** WHAT YOU WILL DO **
Go through the entries below from the first line and output each one exactly, up to and including the line with "use tokio::task::JoinHandle;".

** EXCERPTED DATA **
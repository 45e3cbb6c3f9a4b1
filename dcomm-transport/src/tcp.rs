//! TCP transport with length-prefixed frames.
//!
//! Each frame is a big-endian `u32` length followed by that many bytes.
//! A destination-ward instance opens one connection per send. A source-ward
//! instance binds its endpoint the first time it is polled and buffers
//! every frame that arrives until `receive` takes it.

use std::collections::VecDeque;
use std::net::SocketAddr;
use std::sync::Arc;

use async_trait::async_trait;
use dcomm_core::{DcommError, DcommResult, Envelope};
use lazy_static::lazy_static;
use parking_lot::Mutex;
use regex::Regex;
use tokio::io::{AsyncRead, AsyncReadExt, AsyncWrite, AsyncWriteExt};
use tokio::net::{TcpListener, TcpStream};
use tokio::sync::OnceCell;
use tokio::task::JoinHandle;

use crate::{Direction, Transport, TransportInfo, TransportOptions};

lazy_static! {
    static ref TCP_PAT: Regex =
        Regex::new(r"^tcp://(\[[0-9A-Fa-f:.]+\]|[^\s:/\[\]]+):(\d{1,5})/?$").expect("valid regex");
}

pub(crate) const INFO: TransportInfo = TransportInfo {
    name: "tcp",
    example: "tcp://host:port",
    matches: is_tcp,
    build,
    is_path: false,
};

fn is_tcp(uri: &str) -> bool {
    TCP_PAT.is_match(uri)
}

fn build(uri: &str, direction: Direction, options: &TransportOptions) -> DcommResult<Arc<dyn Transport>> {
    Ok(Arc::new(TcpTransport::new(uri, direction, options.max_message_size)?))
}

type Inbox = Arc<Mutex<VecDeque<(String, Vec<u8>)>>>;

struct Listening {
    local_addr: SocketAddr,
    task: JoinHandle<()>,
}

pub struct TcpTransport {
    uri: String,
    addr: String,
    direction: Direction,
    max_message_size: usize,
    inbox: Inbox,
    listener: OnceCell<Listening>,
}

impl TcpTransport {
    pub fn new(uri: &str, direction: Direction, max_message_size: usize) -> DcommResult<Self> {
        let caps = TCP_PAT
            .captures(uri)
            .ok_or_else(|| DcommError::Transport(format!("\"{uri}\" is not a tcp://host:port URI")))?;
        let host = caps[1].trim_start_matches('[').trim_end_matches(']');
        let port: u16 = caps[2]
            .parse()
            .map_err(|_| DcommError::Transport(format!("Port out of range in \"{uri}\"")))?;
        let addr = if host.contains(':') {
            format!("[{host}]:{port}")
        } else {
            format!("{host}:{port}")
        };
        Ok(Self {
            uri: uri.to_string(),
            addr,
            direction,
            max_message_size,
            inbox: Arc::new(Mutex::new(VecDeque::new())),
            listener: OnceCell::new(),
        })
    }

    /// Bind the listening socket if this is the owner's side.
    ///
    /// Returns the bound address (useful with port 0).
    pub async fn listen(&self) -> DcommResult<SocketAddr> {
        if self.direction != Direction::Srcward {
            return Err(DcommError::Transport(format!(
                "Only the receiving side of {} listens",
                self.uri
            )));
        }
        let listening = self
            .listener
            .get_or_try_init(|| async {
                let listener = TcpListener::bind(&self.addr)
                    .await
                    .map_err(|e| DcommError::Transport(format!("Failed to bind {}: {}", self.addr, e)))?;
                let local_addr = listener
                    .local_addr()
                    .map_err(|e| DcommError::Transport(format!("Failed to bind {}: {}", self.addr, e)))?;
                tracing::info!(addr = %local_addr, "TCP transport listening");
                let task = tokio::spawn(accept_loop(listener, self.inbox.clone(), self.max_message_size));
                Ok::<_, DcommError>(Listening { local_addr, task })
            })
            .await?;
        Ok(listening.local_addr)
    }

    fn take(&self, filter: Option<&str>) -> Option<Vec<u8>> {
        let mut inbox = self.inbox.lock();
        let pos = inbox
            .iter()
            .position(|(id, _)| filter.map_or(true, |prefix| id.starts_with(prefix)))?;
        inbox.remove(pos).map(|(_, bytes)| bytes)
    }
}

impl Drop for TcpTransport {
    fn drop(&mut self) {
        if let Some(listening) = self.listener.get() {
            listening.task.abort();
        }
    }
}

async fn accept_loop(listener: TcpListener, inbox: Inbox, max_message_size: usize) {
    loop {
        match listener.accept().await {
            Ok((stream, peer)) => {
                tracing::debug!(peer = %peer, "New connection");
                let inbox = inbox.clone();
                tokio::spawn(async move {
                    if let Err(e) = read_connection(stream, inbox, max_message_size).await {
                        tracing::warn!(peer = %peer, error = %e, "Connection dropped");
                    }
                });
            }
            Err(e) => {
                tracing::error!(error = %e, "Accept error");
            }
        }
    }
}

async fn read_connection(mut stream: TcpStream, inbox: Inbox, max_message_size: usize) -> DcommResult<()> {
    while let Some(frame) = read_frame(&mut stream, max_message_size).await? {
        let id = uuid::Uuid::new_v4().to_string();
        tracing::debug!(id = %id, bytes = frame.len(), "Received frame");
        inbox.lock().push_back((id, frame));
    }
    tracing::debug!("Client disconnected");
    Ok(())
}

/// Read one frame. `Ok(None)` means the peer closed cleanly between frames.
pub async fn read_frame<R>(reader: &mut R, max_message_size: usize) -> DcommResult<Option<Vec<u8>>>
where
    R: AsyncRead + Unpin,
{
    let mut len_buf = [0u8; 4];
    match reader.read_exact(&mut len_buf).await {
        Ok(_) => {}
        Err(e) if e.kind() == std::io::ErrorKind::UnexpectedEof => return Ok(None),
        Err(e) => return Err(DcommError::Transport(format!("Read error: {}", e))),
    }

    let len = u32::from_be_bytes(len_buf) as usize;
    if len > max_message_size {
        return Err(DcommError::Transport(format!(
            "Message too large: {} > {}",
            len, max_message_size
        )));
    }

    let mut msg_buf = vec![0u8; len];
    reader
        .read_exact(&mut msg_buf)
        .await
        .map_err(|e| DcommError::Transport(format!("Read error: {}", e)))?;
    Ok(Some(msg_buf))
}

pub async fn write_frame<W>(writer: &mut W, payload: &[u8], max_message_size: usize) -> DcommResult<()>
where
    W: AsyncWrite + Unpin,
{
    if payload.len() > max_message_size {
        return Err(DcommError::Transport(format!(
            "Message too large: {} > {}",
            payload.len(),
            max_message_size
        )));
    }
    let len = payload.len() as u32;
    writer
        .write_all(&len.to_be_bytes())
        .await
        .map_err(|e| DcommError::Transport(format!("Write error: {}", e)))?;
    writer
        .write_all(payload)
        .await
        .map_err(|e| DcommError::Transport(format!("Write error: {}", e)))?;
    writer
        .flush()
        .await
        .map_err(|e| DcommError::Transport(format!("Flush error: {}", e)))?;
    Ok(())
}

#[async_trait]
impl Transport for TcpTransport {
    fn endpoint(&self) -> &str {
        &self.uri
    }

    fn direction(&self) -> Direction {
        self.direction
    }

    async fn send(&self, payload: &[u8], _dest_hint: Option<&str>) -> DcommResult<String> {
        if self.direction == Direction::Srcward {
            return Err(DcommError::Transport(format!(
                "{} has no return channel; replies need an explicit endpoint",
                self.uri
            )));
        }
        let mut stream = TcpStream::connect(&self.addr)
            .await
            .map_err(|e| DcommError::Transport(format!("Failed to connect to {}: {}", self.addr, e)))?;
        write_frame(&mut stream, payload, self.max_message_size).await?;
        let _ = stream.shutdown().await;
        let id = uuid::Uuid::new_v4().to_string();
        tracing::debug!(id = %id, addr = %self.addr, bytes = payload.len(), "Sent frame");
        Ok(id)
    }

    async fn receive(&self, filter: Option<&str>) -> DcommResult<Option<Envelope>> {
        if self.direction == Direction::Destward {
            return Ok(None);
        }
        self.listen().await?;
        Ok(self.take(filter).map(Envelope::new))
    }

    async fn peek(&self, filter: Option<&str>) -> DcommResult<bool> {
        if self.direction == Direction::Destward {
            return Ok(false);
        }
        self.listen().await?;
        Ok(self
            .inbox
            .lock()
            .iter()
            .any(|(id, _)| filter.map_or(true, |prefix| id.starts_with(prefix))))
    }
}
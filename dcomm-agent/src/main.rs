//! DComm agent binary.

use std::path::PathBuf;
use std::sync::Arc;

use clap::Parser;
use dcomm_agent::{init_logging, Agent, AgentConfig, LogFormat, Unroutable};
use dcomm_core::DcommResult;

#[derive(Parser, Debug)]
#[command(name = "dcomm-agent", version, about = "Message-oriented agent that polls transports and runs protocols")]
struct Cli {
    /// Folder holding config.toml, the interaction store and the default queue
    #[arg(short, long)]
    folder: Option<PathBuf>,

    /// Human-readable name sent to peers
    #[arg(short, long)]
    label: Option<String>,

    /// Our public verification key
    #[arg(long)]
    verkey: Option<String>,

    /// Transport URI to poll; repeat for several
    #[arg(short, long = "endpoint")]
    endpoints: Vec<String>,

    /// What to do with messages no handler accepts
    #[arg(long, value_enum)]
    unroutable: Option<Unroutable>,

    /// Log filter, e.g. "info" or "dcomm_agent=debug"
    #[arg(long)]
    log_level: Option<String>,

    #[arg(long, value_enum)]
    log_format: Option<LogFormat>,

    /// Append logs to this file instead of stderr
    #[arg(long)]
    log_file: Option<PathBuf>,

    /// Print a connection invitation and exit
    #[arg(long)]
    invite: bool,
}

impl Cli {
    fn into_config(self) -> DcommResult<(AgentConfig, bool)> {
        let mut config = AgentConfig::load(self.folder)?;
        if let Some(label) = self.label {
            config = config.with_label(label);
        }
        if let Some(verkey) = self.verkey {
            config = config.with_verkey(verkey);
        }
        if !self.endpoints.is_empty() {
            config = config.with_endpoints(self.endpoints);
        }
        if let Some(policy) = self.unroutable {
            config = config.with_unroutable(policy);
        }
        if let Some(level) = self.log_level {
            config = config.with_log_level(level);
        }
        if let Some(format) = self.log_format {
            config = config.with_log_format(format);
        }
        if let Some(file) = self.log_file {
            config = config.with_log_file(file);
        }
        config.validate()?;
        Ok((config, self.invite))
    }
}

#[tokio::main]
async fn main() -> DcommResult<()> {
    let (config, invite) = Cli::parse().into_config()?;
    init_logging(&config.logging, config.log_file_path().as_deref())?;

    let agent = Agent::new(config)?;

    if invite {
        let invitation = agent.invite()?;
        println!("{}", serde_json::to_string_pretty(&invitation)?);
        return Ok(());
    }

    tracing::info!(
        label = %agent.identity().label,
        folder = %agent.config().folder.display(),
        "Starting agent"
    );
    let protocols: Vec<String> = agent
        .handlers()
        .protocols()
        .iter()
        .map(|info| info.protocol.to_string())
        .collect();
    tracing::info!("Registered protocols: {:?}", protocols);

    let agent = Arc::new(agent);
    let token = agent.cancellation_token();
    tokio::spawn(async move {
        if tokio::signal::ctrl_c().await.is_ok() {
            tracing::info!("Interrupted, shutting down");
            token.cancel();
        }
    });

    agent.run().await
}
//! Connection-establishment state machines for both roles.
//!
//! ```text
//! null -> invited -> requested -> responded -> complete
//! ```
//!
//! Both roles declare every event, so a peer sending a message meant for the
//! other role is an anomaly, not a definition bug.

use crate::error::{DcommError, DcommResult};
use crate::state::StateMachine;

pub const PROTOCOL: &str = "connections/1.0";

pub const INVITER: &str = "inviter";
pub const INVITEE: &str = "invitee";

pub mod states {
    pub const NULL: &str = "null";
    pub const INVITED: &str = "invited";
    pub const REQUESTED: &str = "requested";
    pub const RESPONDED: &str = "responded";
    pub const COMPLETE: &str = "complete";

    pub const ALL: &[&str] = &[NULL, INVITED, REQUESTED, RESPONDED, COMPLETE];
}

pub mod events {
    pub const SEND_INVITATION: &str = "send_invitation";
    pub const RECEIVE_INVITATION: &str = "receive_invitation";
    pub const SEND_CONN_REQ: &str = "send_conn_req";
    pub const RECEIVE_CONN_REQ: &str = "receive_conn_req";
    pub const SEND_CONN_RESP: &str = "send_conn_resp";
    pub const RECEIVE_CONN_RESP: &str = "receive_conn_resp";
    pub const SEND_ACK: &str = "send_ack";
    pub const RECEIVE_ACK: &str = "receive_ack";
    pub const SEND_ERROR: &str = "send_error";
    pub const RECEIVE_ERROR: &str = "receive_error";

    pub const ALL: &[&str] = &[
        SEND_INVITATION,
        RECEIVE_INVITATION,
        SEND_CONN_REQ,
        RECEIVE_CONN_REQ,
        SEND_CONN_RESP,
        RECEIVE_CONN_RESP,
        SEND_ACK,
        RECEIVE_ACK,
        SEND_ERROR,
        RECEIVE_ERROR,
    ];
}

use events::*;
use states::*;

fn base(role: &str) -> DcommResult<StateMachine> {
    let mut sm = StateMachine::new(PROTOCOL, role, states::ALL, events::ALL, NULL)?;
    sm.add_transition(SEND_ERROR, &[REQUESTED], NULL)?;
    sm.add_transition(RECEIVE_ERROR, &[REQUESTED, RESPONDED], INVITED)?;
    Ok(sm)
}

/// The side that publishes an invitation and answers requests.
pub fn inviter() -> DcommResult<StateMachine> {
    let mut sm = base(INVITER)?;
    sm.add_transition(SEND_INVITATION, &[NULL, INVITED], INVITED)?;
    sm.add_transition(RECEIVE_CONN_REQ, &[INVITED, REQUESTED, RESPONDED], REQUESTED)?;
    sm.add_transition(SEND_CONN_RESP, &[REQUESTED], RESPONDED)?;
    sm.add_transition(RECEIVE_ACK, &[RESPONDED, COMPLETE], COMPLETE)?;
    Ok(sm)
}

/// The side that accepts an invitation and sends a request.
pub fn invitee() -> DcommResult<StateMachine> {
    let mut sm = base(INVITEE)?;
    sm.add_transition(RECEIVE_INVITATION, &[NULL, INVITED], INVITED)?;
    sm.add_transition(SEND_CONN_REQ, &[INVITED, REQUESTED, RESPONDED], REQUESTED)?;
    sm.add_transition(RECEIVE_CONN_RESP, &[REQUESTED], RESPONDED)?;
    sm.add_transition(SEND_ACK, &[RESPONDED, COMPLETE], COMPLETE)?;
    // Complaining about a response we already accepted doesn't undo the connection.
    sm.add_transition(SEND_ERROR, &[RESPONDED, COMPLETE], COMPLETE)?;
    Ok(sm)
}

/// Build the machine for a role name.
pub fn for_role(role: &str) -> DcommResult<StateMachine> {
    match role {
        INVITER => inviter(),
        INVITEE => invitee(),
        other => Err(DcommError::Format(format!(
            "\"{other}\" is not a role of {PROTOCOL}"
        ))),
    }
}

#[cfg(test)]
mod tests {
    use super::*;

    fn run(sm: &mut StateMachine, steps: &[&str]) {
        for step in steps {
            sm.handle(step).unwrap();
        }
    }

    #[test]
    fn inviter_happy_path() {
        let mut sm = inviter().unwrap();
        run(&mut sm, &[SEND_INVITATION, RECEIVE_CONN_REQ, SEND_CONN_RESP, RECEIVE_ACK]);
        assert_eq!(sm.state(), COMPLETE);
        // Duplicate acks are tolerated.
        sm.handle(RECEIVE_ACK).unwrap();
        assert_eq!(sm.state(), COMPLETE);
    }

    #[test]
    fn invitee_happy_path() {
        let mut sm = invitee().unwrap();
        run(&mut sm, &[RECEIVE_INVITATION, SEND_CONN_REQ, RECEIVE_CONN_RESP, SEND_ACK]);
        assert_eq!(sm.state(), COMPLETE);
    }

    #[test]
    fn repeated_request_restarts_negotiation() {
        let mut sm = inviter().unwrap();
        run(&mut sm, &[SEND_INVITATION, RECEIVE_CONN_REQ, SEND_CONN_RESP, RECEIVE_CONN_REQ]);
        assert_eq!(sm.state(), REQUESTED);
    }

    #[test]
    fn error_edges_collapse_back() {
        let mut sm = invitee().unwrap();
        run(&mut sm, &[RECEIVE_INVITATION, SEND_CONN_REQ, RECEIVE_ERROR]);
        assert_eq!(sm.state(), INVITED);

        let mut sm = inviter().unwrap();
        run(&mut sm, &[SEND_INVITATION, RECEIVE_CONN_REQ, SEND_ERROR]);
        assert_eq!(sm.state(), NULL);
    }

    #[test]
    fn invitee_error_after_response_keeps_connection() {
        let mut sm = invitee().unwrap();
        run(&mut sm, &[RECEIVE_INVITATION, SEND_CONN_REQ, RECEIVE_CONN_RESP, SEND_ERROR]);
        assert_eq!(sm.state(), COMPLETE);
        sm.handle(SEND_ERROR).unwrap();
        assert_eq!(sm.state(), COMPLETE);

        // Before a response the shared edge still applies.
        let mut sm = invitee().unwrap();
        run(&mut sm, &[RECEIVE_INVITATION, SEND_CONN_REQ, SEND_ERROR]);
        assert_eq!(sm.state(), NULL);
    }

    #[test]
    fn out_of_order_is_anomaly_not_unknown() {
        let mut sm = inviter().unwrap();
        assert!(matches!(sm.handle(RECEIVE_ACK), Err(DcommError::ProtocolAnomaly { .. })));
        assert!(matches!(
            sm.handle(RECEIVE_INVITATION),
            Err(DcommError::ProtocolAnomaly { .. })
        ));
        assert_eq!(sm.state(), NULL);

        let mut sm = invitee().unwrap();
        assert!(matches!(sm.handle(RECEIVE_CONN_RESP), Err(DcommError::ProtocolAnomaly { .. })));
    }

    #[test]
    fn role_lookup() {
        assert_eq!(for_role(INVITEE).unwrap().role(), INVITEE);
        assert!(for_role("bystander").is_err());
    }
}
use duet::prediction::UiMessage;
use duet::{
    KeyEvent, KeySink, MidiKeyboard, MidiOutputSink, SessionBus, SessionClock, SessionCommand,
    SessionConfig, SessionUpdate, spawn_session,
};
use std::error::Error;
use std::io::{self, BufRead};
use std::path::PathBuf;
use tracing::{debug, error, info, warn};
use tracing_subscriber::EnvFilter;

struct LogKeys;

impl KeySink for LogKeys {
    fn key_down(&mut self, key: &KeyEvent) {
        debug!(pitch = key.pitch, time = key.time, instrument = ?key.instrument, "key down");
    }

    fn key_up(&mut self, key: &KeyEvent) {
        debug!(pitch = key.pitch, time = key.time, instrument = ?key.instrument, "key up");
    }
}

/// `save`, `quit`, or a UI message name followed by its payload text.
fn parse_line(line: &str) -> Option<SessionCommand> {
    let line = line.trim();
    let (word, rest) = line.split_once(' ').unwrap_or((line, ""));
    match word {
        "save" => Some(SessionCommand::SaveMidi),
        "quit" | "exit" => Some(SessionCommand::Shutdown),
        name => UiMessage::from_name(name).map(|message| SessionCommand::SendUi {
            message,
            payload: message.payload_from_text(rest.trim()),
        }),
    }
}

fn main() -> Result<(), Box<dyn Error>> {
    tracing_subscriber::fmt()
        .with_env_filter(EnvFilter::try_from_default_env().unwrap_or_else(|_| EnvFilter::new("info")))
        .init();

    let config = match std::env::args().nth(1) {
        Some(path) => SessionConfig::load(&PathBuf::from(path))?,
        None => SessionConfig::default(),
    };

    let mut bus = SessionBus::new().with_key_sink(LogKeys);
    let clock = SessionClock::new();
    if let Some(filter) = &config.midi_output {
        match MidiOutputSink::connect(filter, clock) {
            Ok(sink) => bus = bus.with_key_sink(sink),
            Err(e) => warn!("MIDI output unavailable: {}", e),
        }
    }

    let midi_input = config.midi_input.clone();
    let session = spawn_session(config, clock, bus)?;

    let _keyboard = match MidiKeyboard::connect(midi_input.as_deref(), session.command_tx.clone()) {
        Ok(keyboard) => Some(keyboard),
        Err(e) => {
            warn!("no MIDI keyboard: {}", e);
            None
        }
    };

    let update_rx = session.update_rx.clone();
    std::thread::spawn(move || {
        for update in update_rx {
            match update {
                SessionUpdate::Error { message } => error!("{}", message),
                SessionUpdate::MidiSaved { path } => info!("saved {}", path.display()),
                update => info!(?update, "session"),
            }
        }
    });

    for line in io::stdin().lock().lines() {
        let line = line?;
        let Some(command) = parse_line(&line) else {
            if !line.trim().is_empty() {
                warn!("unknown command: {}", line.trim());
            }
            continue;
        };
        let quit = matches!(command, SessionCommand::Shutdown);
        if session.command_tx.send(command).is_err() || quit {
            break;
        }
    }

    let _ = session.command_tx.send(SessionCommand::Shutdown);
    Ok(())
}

** OUTPUT BELOW **
repository 45e3cbb6c3f9a4b1
filename dcomm-transport/src/tcp.rs
//! TCP transport with length-prefixed frames.
//!
//! Each frame is a big-endian `u32` length followed by that many bytes.
//! A destination-ward instance opens one connection per send. A source-ward
//! instance binds its endpoint the first time it is polled and buffers
//! every frame that arrives until `receive` takes it.

use std::collections::VecDeque;
use std::net::SocketAddr;
use std::sync::Arc;

use async_trait::async_trait;
use dcomm_core::{DcommError, DcommResult, Envelope};
use lazy_static::lazy_static;
use parking_lot::Mutex;
use regex::Regex;
use tokio::io::{AsyncRead, AsyncReadExt, AsyncWrite, AsyncWriteExt};
use tokio::net::{TcpListener, TcpStream};
use tokio::sync::OnceCell;
use tokio::task::JoinHandle;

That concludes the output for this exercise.